Advertising in the field of e-commerce comprises several different types and modes of advertising, such as, for example, search based advertising, branding advertising, etc. One of two main types of advertising mechanisms or e-commerce based advertisements is the “Direct Response Advertisement,” such as Cost-Per-Click (CPC) in which cost accrues for clicks, or Cost-per-Action (CPA) in which cost accrues in the event of a particular action or conversion. The other major type of e-commerce based advertisement is “branding advertisement” in which cost accrues not based on clicks, actions or effectiveness, but based on the number of “impressions,” usually in lots of one thousand impressions, or Cost-per-Mille (CPM). An online advertisement impression is a single appearance of an advertisement on a web page. Each time an advertisement loads onto a user's screen, the ad server may count that loading as one impression.
There exist other methods that are classified according to how the display space of an online page is determined, and applies to both of the abovementioned “main types” of advertisements. These types of advertisements include keyword-targeting advertisements in which advertisements that are relevant to the keywords that the user has entered into search engines are shown along with the search results, or content-matching advertisements in which advertisements that are relevant to or match the contents of the web page are shown. In addition, in terms of the shape and style of the displayed advertisements, there exist certain categories of advertisements including, for example, text advertisements where advertisements are shown in the form of text, and display advertisements where advertisements are shown in the form of images or movies. Advertisements in the form of text, banners or images are shown to the user or audience in a fixed form, and advertisements in the form of movies or videos are looped, but the underlying principle remains the same in that all such forms of advertisements are switched according to certain conditions.
Specifically, for example, in the world of internet and e-commerce, the time that an advertisement is displayed will be the time that the web pages are displayed. In other words, a single advertisement would be shown to the user (over and over again in a looped manner in the context of video based advertisements) from the moment at which the page is displayed to the user until a time at which the user takes some type of action (e.g., moving/jumping to another page, reloading/refreshing the page, etc.). The amount of time before a user moves to another page or reloads the page varies, so the amount of time for which advertisements are displayed will also vary. If the page is shown for a long period, the advertisement will also be shown for a long period.

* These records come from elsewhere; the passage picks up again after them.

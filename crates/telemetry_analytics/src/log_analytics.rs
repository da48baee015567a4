use std::{sync::Arc, time::Duration};

use admin_env::logger;
use common_utils::{
    errors::{ApplicationError, CustomResult},
    ext_traits::ConfigExt,
    fp_utils::when,
};
use error_stack::{report, ResultExt};
use masking::{PeekInterface, Secret};
use serde_json::Value;

use crate::types::{QueryExecutionError, RawTable, RawTableResult};

const STATISTICS_PREFERENCE: &str = "include-statistics=true";

#[derive(Clone, Debug, serde::Deserialize)]
#[serde(default)]
pub struct LogAnalyticsConfig {
    pub endpoint: String,
    pub workspace_id: String,
    pub access_token: Secret<String>,
    pub request_timeout_secs: u64,
}

impl Default for LogAnalyticsConfig {
    fn default() -> Self {
        Self {
            endpoint: "https://api.loganalytics.io".to_string(),
            workspace_id: String::new(),
            access_token: Secret::default(),
            request_timeout_secs: 30,
        }
    }
}

impl LogAnalyticsConfig {
    pub fn validate(&self) -> Result<(), ApplicationError> {
        when(self.endpoint.is_default_or_empty(), || {
            Err(ApplicationError::InvalidConfigurationValueError(
                "Log analytics endpoint must not be empty".into(),
            ))
        })?;

        when(self.workspace_id.is_default_or_empty(), || {
            Err(ApplicationError::InvalidConfigurationValueError(
                "Log analytics workspace id must not be empty".into(),
            ))
        })?;

        when(self.access_token.peek().is_default_or_empty(), || {
            Err(ApplicationError::InvalidConfigurationValueError(
                "Log analytics access token must not be empty".into(),
            ))
        })?;

        when(self.request_timeout_secs.is_default_or_empty(), || {
            Err(ApplicationError::InvalidConfigurationValueError(
                "Log analytics request timeout must be greater than zero".into(),
            ))
        })
    }

    fn query_url(&self) -> String {
        format!(
            "{}/v1/workspaces/{}/query",
            self.endpoint.trim_end_matches('/'),
            self.workspace_id
        )
    }
}

/// Executes query text against a log store.
#[async_trait::async_trait]
pub trait LogStore: Send + Sync {
    async fn execute(
        &self,
        query: &str,
        time_range: time::Duration,
    ) -> CustomResult<RawTableResult, QueryExecutionError>;
}

#[async_trait::async_trait]
impl<T: LogStore + ?Sized> LogStore for Arc<T> {
    async fn execute(
        &self,
        query: &str,
        time_range: time::Duration,
    ) -> CustomResult<RawTableResult, QueryExecutionError> {
        (**self).execute(query, time_range).await
    }
}

#[derive(Debug, serde::Serialize)]
struct LogAnalyticsRequest<'a> {
    query: &'a str,
    timespan: String,
}

#[derive(Debug, serde::Deserialize)]
struct LogAnalyticsResponse {
    #[serde(default)]
    tables: Vec<RawTable>,
    statistics: Option<Value>,
}

impl LogAnalyticsResponse {
    fn into_primary_table(self) -> CustomResult<RawTableResult, QueryExecutionError> {
        let table = self
            .tables
            .into_iter()
            .next()
            .ok_or_else(|| report!(QueryExecutionError::MissingResult))?;

        Ok(RawTableResult {
            table,
            statistics: self.statistics,
        })
    }
}

/// Client of the Log Analytics query API.
#[derive(Clone, Debug)]
pub struct LogAnalyticsClient {
    client: reqwest::Client,
    config: Arc<LogAnalyticsConfig>,
}

impl LogAnalyticsClient {
    pub fn create(conf: &LogAnalyticsConfig) -> CustomResult<Self, QueryExecutionError> {
        let client = reqwest::Client::builder()
            .timeout(Duration::from_secs(conf.request_timeout_secs))
            .build()
            .change_context(QueryExecutionError::RequestFailed)
            .attach_printable("Failed to construct the log analytics http client")?;

        Ok(Self {
            client,
            config: Arc::new(conf.clone()),
        })
    }
}

#[async_trait::async_trait]
impl LogStore for LogAnalyticsClient {
    async fn execute(
        &self,
        query: &str,
        time_range: time::Duration,
    ) -> CustomResult<RawTableResult, QueryExecutionError> {
        logger::debug!(query, timespan = %iso8601_timespan(time_range), "Executing log analytics query");

        let response = self
            .client
            .post(self.config.query_url())
            .bearer_auth(self.config.access_token.peek())
            .header("Prefer", STATISTICS_PREFERENCE)
            .json(&LogAnalyticsRequest {
                query,
                timespan: iso8601_timespan(time_range),
            })
            .send()
            .await
            .change_context(QueryExecutionError::RequestFailed)?;

        if !response.status().is_success() {
            let status = response.status();
            return Err(rejection(status, response.text().await));
        }

        response
            .json::<LogAnalyticsResponse>()
            .await
            .change_context(QueryExecutionError::DeserializationError)?
            .into_primary_table()
    }
}

/// Report for a non-success answer, carrying the body or the reason it could not be read.
fn rejection<E: std::fmt::Display>(
    status: reqwest::StatusCode,
    body: Result<String, E>,
) -> error_stack::Report<QueryExecutionError> {
    match body {
        Ok(body) => {
            logger::warn!(%status, "Log analytics rejected the query");
            report!(QueryExecutionError::ResponseNotOK(body))
                .attach_printable(format!("status code {status}"))
        }
        Err(error) => {
            logger::warn!(%status, %error, "Log analytics rejected the query with an unreadable body");
            report!(QueryExecutionError::ResponseNotOK(String::new()))
                .attach_printable(format!("status code {status}"))
                .attach_printable(format!("Failed to read the response body: {error}"))
        }
    }
}

/// ISO-8601 duration with millisecond precision, e.g. `PT3600S` or `PT1.500S`.
fn iso8601_timespan(range: time::Duration) -> String {
    let seconds = range.whole_seconds();
    let millis = range.subsec_milliseconds();
    if millis == 0 {
        format!("PT{seconds}S")
    } else {
        format!("PT{seconds}.{:03}S", millis.unsigned_abs())
    }
}
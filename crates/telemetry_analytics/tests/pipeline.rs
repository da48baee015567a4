#![allow(clippy::unwrap_used, clippy::indexing_slicing)]

use std::{sync::Arc, time::Duration};

use common_utils::errors::CustomResult;
use error_stack::ResultExt;
use serde_json::{json, Value};
use telemetry_analytics::{
    enums::RoleConfig,
    identity::{IdentityProfile, MockIdentityStore},
    log_analytics::LogStore,
    settings::{Settings, TelemetrySettings},
    types::{properties, QueryExecutionError, RawTable, RawTableResult},
    CallerIdentity, TelemetryError, TelemetryQueryService,
};
use tokio::sync::Mutex;

fn init_logger() -> &'static admin_env::TelemetryGuard {
    use admin_env::once_cell::sync::OnceCell;

    static INSTANCE: OnceCell<admin_env::TelemetryGuard> = OnceCell::new();
    INSTANCE.get_or_init(|| {
        let settings = Settings::new().unwrap();

        admin_env::setup(
            &settings.log,
            admin_env::service_name!(),
            ["telemetry_analytics", "pipeline"],
        )
    })
}

/// Log store answering every query with the same table and recording the query text.
#[derive(Clone)]
struct CannedLogStore {
    table: Value,
    delay: Option<Duration>,
    queries: Arc<Mutex<Vec<String>>>,
}

impl CannedLogStore {
    fn answering(table: Value) -> Self {
        Self {
            table,
            delay: None,
            queries: Arc::default(),
        }
    }

    async fn last_query(&self) -> String {
        self.queries.lock().await.last().cloned().unwrap()
    }
}

#[async_trait::async_trait]
impl LogStore for CannedLogStore {
    async fn execute(
        &self,
        query: &str,
        _time_range: time::Duration,
    ) -> CustomResult<RawTableResult, QueryExecutionError> {
        self.queries.lock().await.push(query.to_owned());
        if let Some(delay) = self.delay {
            tokio::time::sleep(delay).await;
        }

        let table: RawTable = serde_json::from_value(self.table.clone())
            .change_context(QueryExecutionError::DeserializationError)?;
        Ok(RawTableResult {
            table,
            statistics: Some(json!({ "query": { "executionTime": 0.042 } })),
        })
    }
}

fn events_table() -> Value {
    json!({
        "name": "PrimaryResult",
        "columns": [
            { "name": "TimeGenerated", "type": "datetime" },
            { "name": "Name", "type": "string" },
            { "name": "Properties", "type": "dynamic" }
        ],
        "rows": [
            [
                "2024-03-01T10:00:00Z",
                "DatasetDownloaded",
                "{\"OrganisationId\":\"5\",\"DomainId\":\"7\",\"UserId\":\"9\",\"UserName\":\"\"}"
            ],
            [
                "2024-03-01T09:00:00Z",
                "DatasetDownloaded",
                "{\"OrganisationId\":\"5\",\"DomainId\":\"7\",\"UserId\":\"9\",\"UserName\":\"\"}"
            ],
            [
                "2024-03-01T08:00:00Z",
                "UserLoggedIn",
                "{\"OrganisationId\":\"5\",\"DomainId\":\"7\",\"UserId\":\"-1\"}"
            ]
        ]
    })
}

fn identities() -> MockIdentityStore {
    MockIdentityStore::with_profiles([IdentityProfile {
        user_id: 9,
        organisation_id: 5,
        organisation_name: "Heritage Trust".to_owned(),
        domain_id: 7,
        domain_name: "Archives".to_owned(),
        user_name: "Ada Lovelace".to_owned(),
    }])
}

fn caller(roles: &[&str]) -> CallerIdentity {
    CallerIdentity::from_role_names(roles, &RoleConfig::default(), 5, 7, 9)
}

fn service(
    store: &CannedLogStore,
    identities: &MockIdentityStore,
    app_role_name: Option<&str>,
) -> TelemetryQueryService<CannedLogStore, MockIdentityStore> {
    let settings = TelemetrySettings {
        app_role_name: app_role_name.map(str::to_owned),
        ..TelemetrySettings::default()
    };
    TelemetryQueryService::new(store.clone(), identities.clone(), &settings)
}

#[tokio::test]
async fn raw_query_is_scoped_and_de_anonymized() {
    init_logger();
    let store = CannedLogStore::answering(events_table());
    let identities = identities();
    let service = service(&store, &identities, None);

    let result = service
        .run_raw_query(
            "AppEvents | where Name == 'DatasetDownloaded' | serialize | take 10",
            time::Duration::days(1),
            &caller(&["Analyst"]),
        )
        .await
        .unwrap();

    assert_eq!(
        store.last_query().await,
        "AppEvents | where Name == 'DatasetDownloaded' | where Properties.OrganisationId == 5 \
         and Properties.DomainId == 7 and Properties.UserId == 9 | serialize | take 10"
    );
    assert_eq!(result.total_row_count, 3);
    assert_eq!(result.rows.len(), result.total_row_count);
    assert_eq!(result.execution_time, time::Duration::milliseconds(42));

    let first = result.rows[0].properties().unwrap();
    assert_eq!(first[properties::USER_NAME], "Ada Lovelace");
    assert_eq!(first[properties::ORGANISATION_NAME], "Heritage Trust");
    assert!(result.rows[2]
        .properties()
        .unwrap()
        .get(properties::USER_NAME)
        .is_none());
    // Both rows share one identity and the third is not applicable.
    assert_eq!(identities.lookup_count().await, 1);
}

#[tokio::test]
async fn system_administrator_raw_query_is_sent_unchanged() {
    let store = CannedLogStore::answering(events_table());
    let identities = identities();
    let service = service(&store, &identities, None);
    let raw = "AppEvents\n| where Name has \"Login\"\n| serialize | take 5";

    service
        .run_raw_query(raw, time::Duration::hours(6), &caller(&["SystemAdministrator"]))
        .await
        .unwrap();

    assert_eq!(store.last_query().await, raw);
}

#[tokio::test]
async fn structured_query_for_an_organisation_administrator() {
    init_logger();
    let store = CannedLogStore::answering(events_table());
    let identities = identities();
    let service = service(&store, &identities, Some("admin-prod"));

    service
        .run_structured_query(
            None,
            &["where Name == 'DatasetDownloaded'"],
            time::Duration::days(7),
            &caller(&["organisationadministrator"]),
        )
        .await
        .unwrap();

    assert_eq!(
        store.last_query().await,
        "AppEvents | where Name == 'DatasetDownloaded' | where AppRoleName == \"admin-prod\" \
         and Properties.OrganisationId == 5 and Properties.DomainId == 7 \
         | order by TimeGenerated desc"
    );
}

#[tokio::test]
async fn structured_query_without_filters_appends_the_scope() {
    let store = CannedLogStore::answering(events_table());
    let identities = identities();
    let service = service(&store, &identities, None);

    service
        .run_structured_query(
            Some("AppTraces"),
            &["take 100"],
            time::Duration::hours(1),
            &caller(&[]),
        )
        .await
        .unwrap();

    assert_eq!(
        store.last_query().await,
        "AppTraces | take 100 | where Properties.OrganisationId == 5 and \
         Properties.DomainId == 7 and Properties.UserId == 9 | order by TimeGenerated desc"
    );
}

#[tokio::test]
async fn invalid_callers_never_reach_the_store() {
    let store = CannedLogStore::answering(events_table());
    let identities = identities();
    let service = service(&store, &identities, None);
    let mut caller = caller(&["Analyst"]);
    caller.user_id = 0;

    let error = service
        .run_raw_query("AppEvents", time::Duration::hours(1), &caller)
        .await
        .unwrap_err();

    assert!(matches!(
        error.current_context(),
        TelemetryError::InvalidCallerIdentity
    ));
    assert!(store.queries.lock().await.is_empty());
}

#[tokio::test]
async fn caller_input_errors_are_reported_as_invalid_queries() {
    let store = CannedLogStore::answering(events_table());
    let identities = identities();
    let service = service(&store, &identities, None);
    let caller = caller(&["Analyst"]);

    let empty = service
        .run_raw_query("   ", time::Duration::hours(1), &caller)
        .await
        .unwrap_err();
    assert!(matches!(empty.current_context(), TelemetryError::InvalidQuery));

    let union = service
        .run_raw_query(
            "AppEvents | union AppTraces | serialize",
            time::Duration::hours(1),
            &caller,
        )
        .await
        .unwrap_err();
    assert!(matches!(union.current_context(), TelemetryError::InvalidQuery));

    let commented_out = service
        .run_structured_query(
            None,
            &["take 100 //"],
            time::Duration::hours(1),
            &caller,
        )
        .await
        .unwrap_err();
    assert!(matches!(
        commented_out.current_context(),
        TelemetryError::InvalidQuery
    ));

    let second_statement = service
        .run_raw_query(
            "AppEvents | take 1000; AppEvents | take 1",
            time::Duration::hours(1),
            &caller,
        )
        .await
        .unwrap_err();
    assert!(matches!(
        second_statement.current_context(),
        TelemetryError::InvalidQuery
    ));

    let time_range = service
        .run_raw_query("AppEvents", time::Duration::ZERO, &caller)
        .await
        .unwrap_err();
    assert!(matches!(
        time_range.current_context(),
        TelemetryError::InvalidTimeRange
    ));

    assert!(store.queries.lock().await.is_empty());
}

#[tokio::test]
async fn unknown_column_types_fail_the_request() {
    let store = CannedLogStore::answering(json!({
        "name": "PrimaryResult",
        "columns": [{ "name": "Id", "type": "uuid" }],
        "rows": []
    }));
    let identities = identities();
    let service = service(&store, &identities, None);

    let error = service
        .run_raw_query("AppEvents", time::Duration::hours(1), &caller(&["Analyst"]))
        .await
        .unwrap_err();

    assert!(matches!(
        error.current_context(),
        TelemetryError::MaterializationFailure
    ));
}

#[tokio::test]
async fn slow_store_times_out() {
    let mut store = CannedLogStore::answering(events_table());
    store.delay = Some(Duration::from_secs(5));
    let identities = identities();
    let service =
        service(&store, &identities, None).with_request_timeout(Duration::from_millis(20));

    let error = service
        .run_raw_query("AppEvents", time::Duration::hours(1), &caller(&["Analyst"]))
        .await
        .unwrap_err();

    assert!(matches!(
        error.current_context(),
        TelemetryError::RequestTimedOut(timeout) if *timeout == Duration::from_millis(20)
    ));
    assert_eq!(identities.lookup_count().await, 0);
}

#[tokio::test]
async fn deep_health_check_runs_a_trivial_query() {
    let store = CannedLogStore::answering(json!({
        "name": "PrimaryResult",
        "columns": [{ "name": "print_0", "type": "long" }],
        "rows": [[1]]
    }));
    let identities = identities();
    let service = service(&store, &identities, None);

    service.deep_health_check().await.unwrap();

    assert_eq!(store.last_query().await, "print 1");
}
/// Scans query text, skipping over string literals.
///
/// A backslash escapes the next character except in verbatim literals (`@"..."`).
fn lex(text: &str) -> Vec<Token<'_>> {
    let mut tokens = Vec::new();
    let mut characters = text.char_indices().peekable();
    let mut depth = 0usize;
    let mut previous: Option<char> = None;
    let mut previous_significant: Option<char> = None;

    while let Some((index, character)) = characters.next() {
        match character {
            '"' | '\'' => {
                let verbatim = previous == Some('@');
                let mut escaped = false;
                let mut end = None;
                for (position, inner) in characters.by_ref() {
                    if escaped {
                        escaped = false;
                    } else if inner == '\\' && !verbatim {
                        escaped = true;
                    } else if inner == character {
                        end = Some(position);
                        break;
                    }
                }

                match end {
                    Some(end) if previous_significant == Some('[') => tokens.push(
                        Token::BracketedName(text.get(index + 1..end).unwrap_or_default()),
                    ),
                    Some(_) => {}
                    None => tokens.push(Token::UnterminatedLiteral),
                }
            }
            '`' => tokens.push(Token::MultilineString),
            '/' if characters.next_if(|&(_, next)| next == '/').is_some() => {
                tokens.push(Token::LineComment)
            }
            ';' => tokens.push(Token::StatementSeparator),
            ':' => tokens.push(Token::Colon),
            '=' => {
                let comparison = characters
                    .next_if(|&(_, next)| next == '=' || next == '~')
                    .is_some()
                    || matches!(previous, Some('!' | '<' | '>'));
                if !comparison {
                    tokens.push(Token::Assignment);
                }
            }
            '(' | '[' | '{' => {
                depth += 1;
                tokens.push(Token::Open);
            }
            ')' | ']' | '}' => match depth.checked_sub(1) {
                Some(outer) => {
                    depth = outer;
                    tokens.push(Token::Close);
                }
                None => tokens.push(Token::Unbalanced),
            },
            '|' => tokens.push(Token::Pipe {
                offset: index,
                nested: depth > 0,
            }),
            _ if character.is_alphanumeric() || character == '_' => {
                let mut end = text.len();
                while let Some(&(position, next)) = characters.peek() {
                    if !(next.is_alphanumeric() || next == '_') {
                        end = position;
                        break;
                    }
                    characters.next();
                }
                tokens.push(Token::Word(text.get(index..end).unwrap_or_default()));
            }
            _ => {}
        }

        previous = Some(character);
        if !character.is_whitespace() {
            previous_significant = Some(character);
        }
    }

    if depth > 0 {
        tokens.push(Token::Unbalanced);
    }
    tokens
}

/// Splits query text on the pipes that separate operators.
///
/// Pipes inside string literals or inside `()`, `[]` and `{}` belong to the operator
/// they appear in.
fn split_pipeline(text: &str) -> Vec<Segment<'_>> {
    let mut segments = Vec::new();
    let mut start = 0;
    let mut pipe_offset = None;

    for token in lex(text) {
        if let Token::Pipe {
            offset,
            nested: false,
        } = token
        {
            segments.push(Segment {
                text: text.get(start..offset).unwrap_or_default(),
                pipe_offset,
            });
            pipe_offset = Some(offset);
            start = offset + 1;
        }
    }

    segments.push(Segment {
        text: text.get(start..).unwrap_or_default(),
        pipe_offset,
    });
    segments
}
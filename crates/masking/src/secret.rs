//!
//! Structure describing secret.
//!

use std::{fmt, marker::PhantomData};

use crate::{strategy::Strategy, PeekInterface};

/// Secret thing.
///
/// To get access to the value use `peek()` of [`crate::PeekInterface`] or `expose()` of
/// [`crate::ExposeInterface`]. The second generic parameter picks the [`Strategy`] used
/// when the secret is debug printed.
pub struct Secret<S, I = crate::WithType>
where
    I: Strategy<S>,
{
    pub(crate) inner_secret: S,
    marker: PhantomData<I>,
}

impl<S, I> Secret<S, I>
where
    I: Strategy<S>,
{
    /// Take ownership of a secret value
    pub fn new(secret: S) -> Self {
        Self {
            inner_secret: secret,
            marker: PhantomData,
        }
    }
}

impl<S, I> From<S> for Secret<S, I>
where
    I: Strategy<S>,
{
    fn from(secret: S) -> Self {
        Self::new(secret)
    }
}

impl<S, I> Clone for Secret<S, I>
where
    S: Clone,
    I: Strategy<S>,
{
    fn clone(&self) -> Self {
        Self::new(self.inner_secret.clone())
    }
}

impl<S, I> PartialEq for Secret<S, I>
where
    S: PartialEq,
    I: Strategy<S>,
{
    fn eq(&self, other: &Self) -> bool {
        self.peek().eq(other.peek())
    }
}

impl<S, I> Eq for Secret<S, I>
where
    S: Eq,
    I: Strategy<S>,
{
}

impl<S, I> fmt::Debug for Secret<S, I>
where
    I: Strategy<S>,
{
    fn fmt(&self, f: &mut fmt::Formatter<'_>) -> fmt::Result {
        I::fmt(&self.inner_secret, f)
    }
}

impl<S, I> Default for Secret<S, I>
where
    S: Default,
    I: Strategy<S>,
{
    fn default() -> Self {
        S::default().into()
    }
}
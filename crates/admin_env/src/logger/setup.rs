//!
//! Setup logging subsystem.
//!

use tracing_appender::non_blocking::WorkerGuard;
use tracing_subscriber::{
    filter, fmt, layer::SubscriberExt, util::SubscriberInitExt, EnvFilter, Layer,
};

use super::config;

/// Keeps the non-blocking log writers alive; logs are flushed when it is dropped.
#[derive(Debug)]
pub struct TelemetryGuard {
    _log_guards: Vec<WorkerGuard>,
}

///
/// Setup logging sub-system specifying.
/// Expects config and list of names of crates to watch.
///
pub fn setup<Str: AsRef<str>>(
    conf: &config::Log,
    service_name: &str,
    crates_to_watch: impl IntoIterator<Item = Str>,
) -> TelemetryGuard {
    let mut guards = Vec::new();
    let crates_to_watch = crates_to_watch
        .into_iter()
        .map(|krate| krate.as_ref().to_owned())
        .collect::<Vec<_>>();

    let file_layer = if conf.file.enabled {
        let mut path = crate::env::workspace_path();
        path.push(&conf.file.path);
        let file_appender = tracing_appender::rolling::hourly(&path, &conf.file.file_name);
        let (file_writer, guard) = tracing_appender::non_blocking(file_appender);
        guards.push(guard);

        let file_filter = get_filter(conf.file.level.into_level(), &crates_to_watch);
        Some(
            fmt::layer()
                .json()
                .with_current_span(true)
                .with_writer(file_writer)
                .with_filter(file_filter),
        )
    } else {
        None
    };

    // `RUST_LOG` overrides the configured directives.
    let subscriber = tracing_subscriber::registry().with(file_layer).with(
        EnvFilter::builder()
            .with_default_directive(filter::LevelFilter::TRACE.into())
            .from_env_lossy(),
    );

    if conf.console.enabled {
        let (console_writer, guard) = tracing_appender::non_blocking(std::io::stdout());
        guards.push(guard);

        let console_filter = conf
            .console
            .filtering_directive
            .as_deref()
            .and_then(|directive| directive.parse::<filter::Targets>().ok())
            .unwrap_or_else(|| get_filter(conf.console.level.into_level(), &crates_to_watch));

        match conf.console.log_format {
            config::LogFormat::Default => {
                let logging_layer = fmt::layer()
                    .with_timer(fmt::time::time())
                    .with_span_events(fmt::format::FmtSpan::CLOSE)
                    .pretty()
                    .with_writer(console_writer)
                    .with_filter(console_filter);

                subscriber.with(logging_layer).try_init().ok();
            }
            config::LogFormat::Json => {
                let logging_layer = fmt::layer()
                    .json()
                    .with_current_span(true)
                    .with_span_list(false)
                    .with_writer(console_writer)
                    .with_filter(console_filter);

                subscriber.with(logging_layer).try_init().ok();
            }
        }
    } else {
        subscriber.try_init().ok();
    }

    tracing::debug!(service = service_name, "logging subsystem initialised");

    // Returning the WorkerGuard for logs to be printed until it is dropped
    TelemetryGuard {
        _log_guards: guards,
    }
}

fn get_filter(level: tracing::Level, crates_to_watch: &[String]) -> filter::Targets {
    crates_to_watch
        .iter()
        .fold(
            filter::Targets::new().with_default(tracing::Level::WARN),
            |targets, krate| targets.with_target(krate.clone(), level),
        )
}
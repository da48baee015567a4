//!
//! Logger of the system.
//!

pub use tracing::{debug, error, event as log, info, warn};

pub mod config;
mod setup;
pub mod types;

pub use self::{
    config::Config,
    setup::{setup, TelemetryGuard},
    types::{Flow, Level},
};
use serde::Deserialize;

/// Which slice of the emitted telemetry a caller may read.
///
/// Resolved once from the caller's role names at the authorization boundary, see
/// [`TelemetryAccess::from_role_names`].
#[derive(
    Clone, Copy, Debug, Hash, Eq, PartialEq, serde::Serialize, serde::Deserialize, strum::Display,
)]
pub enum TelemetryAccess {
    /// Every organisation, domain and user.
    AllTelemetry,
    /// Every domain and user of the caller's own organisation.
    OrganisationTelemetry,
    /// Only events the caller emitted.
    OwnTelemetry,
}

/// Role names granting elevated telemetry access, compared case-insensitively.
#[derive(Clone, Debug, Deserialize, PartialEq, Eq)]
#[serde(default)]
pub struct RoleConfig {
    pub system_admin_roles: Vec<String>,
    pub organisation_admin_roles: Vec<String>,
}

impl Default for RoleConfig {
    fn default() -> Self {
        Self {
            system_admin_roles: vec!["SystemAdministrator".to_string()],
            organisation_admin_roles: vec!["OrganisationAdministrator".to_string()],
        }
    }
}

impl TelemetryAccess {
    /// System administrator roles win over organisation administrator roles; callers
    /// holding neither only see their own telemetry.
    pub fn from_role_names<S: AsRef<str>>(roles: &[S], role_config: &RoleConfig) -> Self {
        let holds_any = |candidates: &[String]| {
            roles.iter().any(|role| {
                candidates
                    .iter()
                    .any(|candidate| candidate.eq_ignore_ascii_case(role.as_ref().trim()))
            })
        };

        if holds_any(&role_config.system_admin_roles) {
            Self::AllTelemetry
        } else if holds_any(&role_config.organisation_admin_roles) {
            Self::OrganisationTelemetry
        } else {
            Self::OwnTelemetry
        }
    }
}

/// An authenticated caller as resolved by the identity layer.
#[derive(Clone, Debug, Eq, PartialEq, serde::Serialize, serde::Deserialize)]
pub struct CallerIdentity {
    pub access: TelemetryAccess,
    pub organisation_id: i64,
    pub domain_id: i64,
    pub user_id: i64,
}

impl CallerIdentity {
    pub fn from_role_names<S: AsRef<str>>(
        roles: &[S],
        role_config: &RoleConfig,
        organisation_id: i64,
        domain_id: i64,
        user_id: i64,
    ) -> Self {
        Self {
            access: TelemetryAccess::from_role_names(roles, role_config),
            organisation_id,
            domain_id,
            user_id,
        }
    }
}
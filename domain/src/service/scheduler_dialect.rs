use std::collections::HashMap;

use crate::error::Result;
use crate::model::entity::{Attributes, JobId};
use crate::model::vo::{JobDescription, RemoteCommand};

/// How a job left the scheduler according to its accounting record.
#[derive(Debug, Clone, PartialEq, Eq)]
pub enum AccountingOutcome {
    Exited(i32),
    Killed,
    Failed { exit_code: i32, reason: String },
}

/// The two acknowledgements a successful cancellation can produce.
#[derive(Debug, Clone, Copy, PartialEq, Eq)]
pub enum CancelAck {
    RemovedWhilePending,
    SignalledWhileRunning,
}

/// Everything that differs between scheduler families: command shapes, output
/// parsing and script rendering. Status reconciliation only talks to this.
pub trait SchedulerDialect: Send + Sync {
    fn name(&self) -> &'static str;

    /// Sub-state a live job reports while running.
    fn running_token(&self) -> &str;

    fn sub_state<'a>(&self, attributes: &'a Attributes) -> Option<&'a str>;

    fn list_queues_command(&self) -> RemoteCommand;
    fn queue_summary_command(&self) -> RemoteCommand;
    fn live_queue_command(&self) -> RemoteCommand;
    fn accounting_command(&self, job: &JobId) -> RemoteCommand;
    fn submit_command(&self) -> RemoteCommand;
    fn cancel_command(&self, job: &JobId) -> RemoteCommand;

    fn parse_queue_names(&self, text: &str) -> Result<Vec<String>>;
    fn parse_queue_summary(&self, text: &str) -> Result<HashMap<String, Attributes>>;
    fn parse_live_queue(&self, text: &str) -> Result<HashMap<JobId, Attributes>>;
    /// `Ok(None)` when the record is legitimately absent.
    fn parse_accounting(&self, text: &str, job: &JobId) -> Result<Option<Attributes>>;
    fn accounting_outcome(&self, record: &Attributes) -> Result<AccountingOutcome>;
    fn parse_submit_ack(&self, text: &str) -> Result<JobId>;
    fn parse_cancel_ack(&self, text: &str, job: &JobId) -> Result<CancelAck>;

    fn render_script(&self, description: &JobDescription) -> Result<String>;
}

There exists a problem that the user or users' attention towards advertisements will not sustain for long period if the advertisement is uninteresting or irrelevant to them. Whether or not the user feels that an advertisement is interesting, relevant and engaging to them will usually be determined after several seconds. In other words, if the advertisement is uninteresting to the user, the user will only watch a few seconds of the advertisement, or none of it in the worst case. On the other hand, if the advertisement is interesting to the user, the user knows that he/she is interested in the advertisement by watching a mere few seconds of it. If a single advertisement is shown to the user in the advertisement space (e.g., by being looped through the duration of the user's page visit), it is not beneficial to the user in both cases: where the advertisement matches the user's interest, or where the advertisement does not match the user's interest. This is a wasted advertising opportunity for the publisher of the page, loss in efficiency or efficacy of the advertising for the advertiser, and overall loss in realizable revenue for both the advertiser and the publisher.
In general, the billing systems for online advertisements include: (1) in the case of direct response advertisements: costs accrued for clicks; (2) in the case of branding advertisements: costs based on CPM. For example, direct response advertisements and CPC are advertisements in which cost accrues for the advertiser when the user clicks on an advertisement and progresses or shifts to a website resulting from a click of the advertisement.
In scenarios where the publisher's media has long viewing times (e.g., a lengthy newspaper article) but the click through rate (CTR) is low. The clickthrough rate of an advertisement is defined as the number of clicks on an ad divided by the number of times the ad is shown (impressions), expressed as a percentage. A low CTR would mean that when selling direct response advertisements, useless advertisements that do not generate value are shown repeatedly to the user, thus reducing the overall advertising efficacy for both the publisher and the advertiser. This results in significant loss of opportunity.
Presently, billing for advertisements is predominantly according to CPM models, especially for branding advertisements. According to the CPM model, advertisers bid (sometimes through Real Time Bidding) for certain advertisement spaces as a function of 1,000 PVs (1000 page views). That is, the bid price is set for each 1000 PV count. Such a CPM model does not take into account critical factors such as an amount of time for displaying advertisements, etc. This results in the advertisers never knowing for what period of time (total number of seconds) the advertisement had a branding effect for the user, and in effect, blindly placing advertisements based on page views without any realization or consideration for what type of a branding effect or other ROI the online advertising campaign provides.
The headings provided herein are for convenience only and do not necessarily affect the scope or meaning of the claimed invention.
In the drawings, the same reference numbers and any acronyms identify elements or acts with the same or similar structure or functionality for ease of understanding and convenience. To easily identify the discussion of any particular element or act, the most significant digit or digits in a reference number refer to the Figure number in which that element is first introduced (e.g., element 114 is first introduced and discussed with respect to FIG. 1).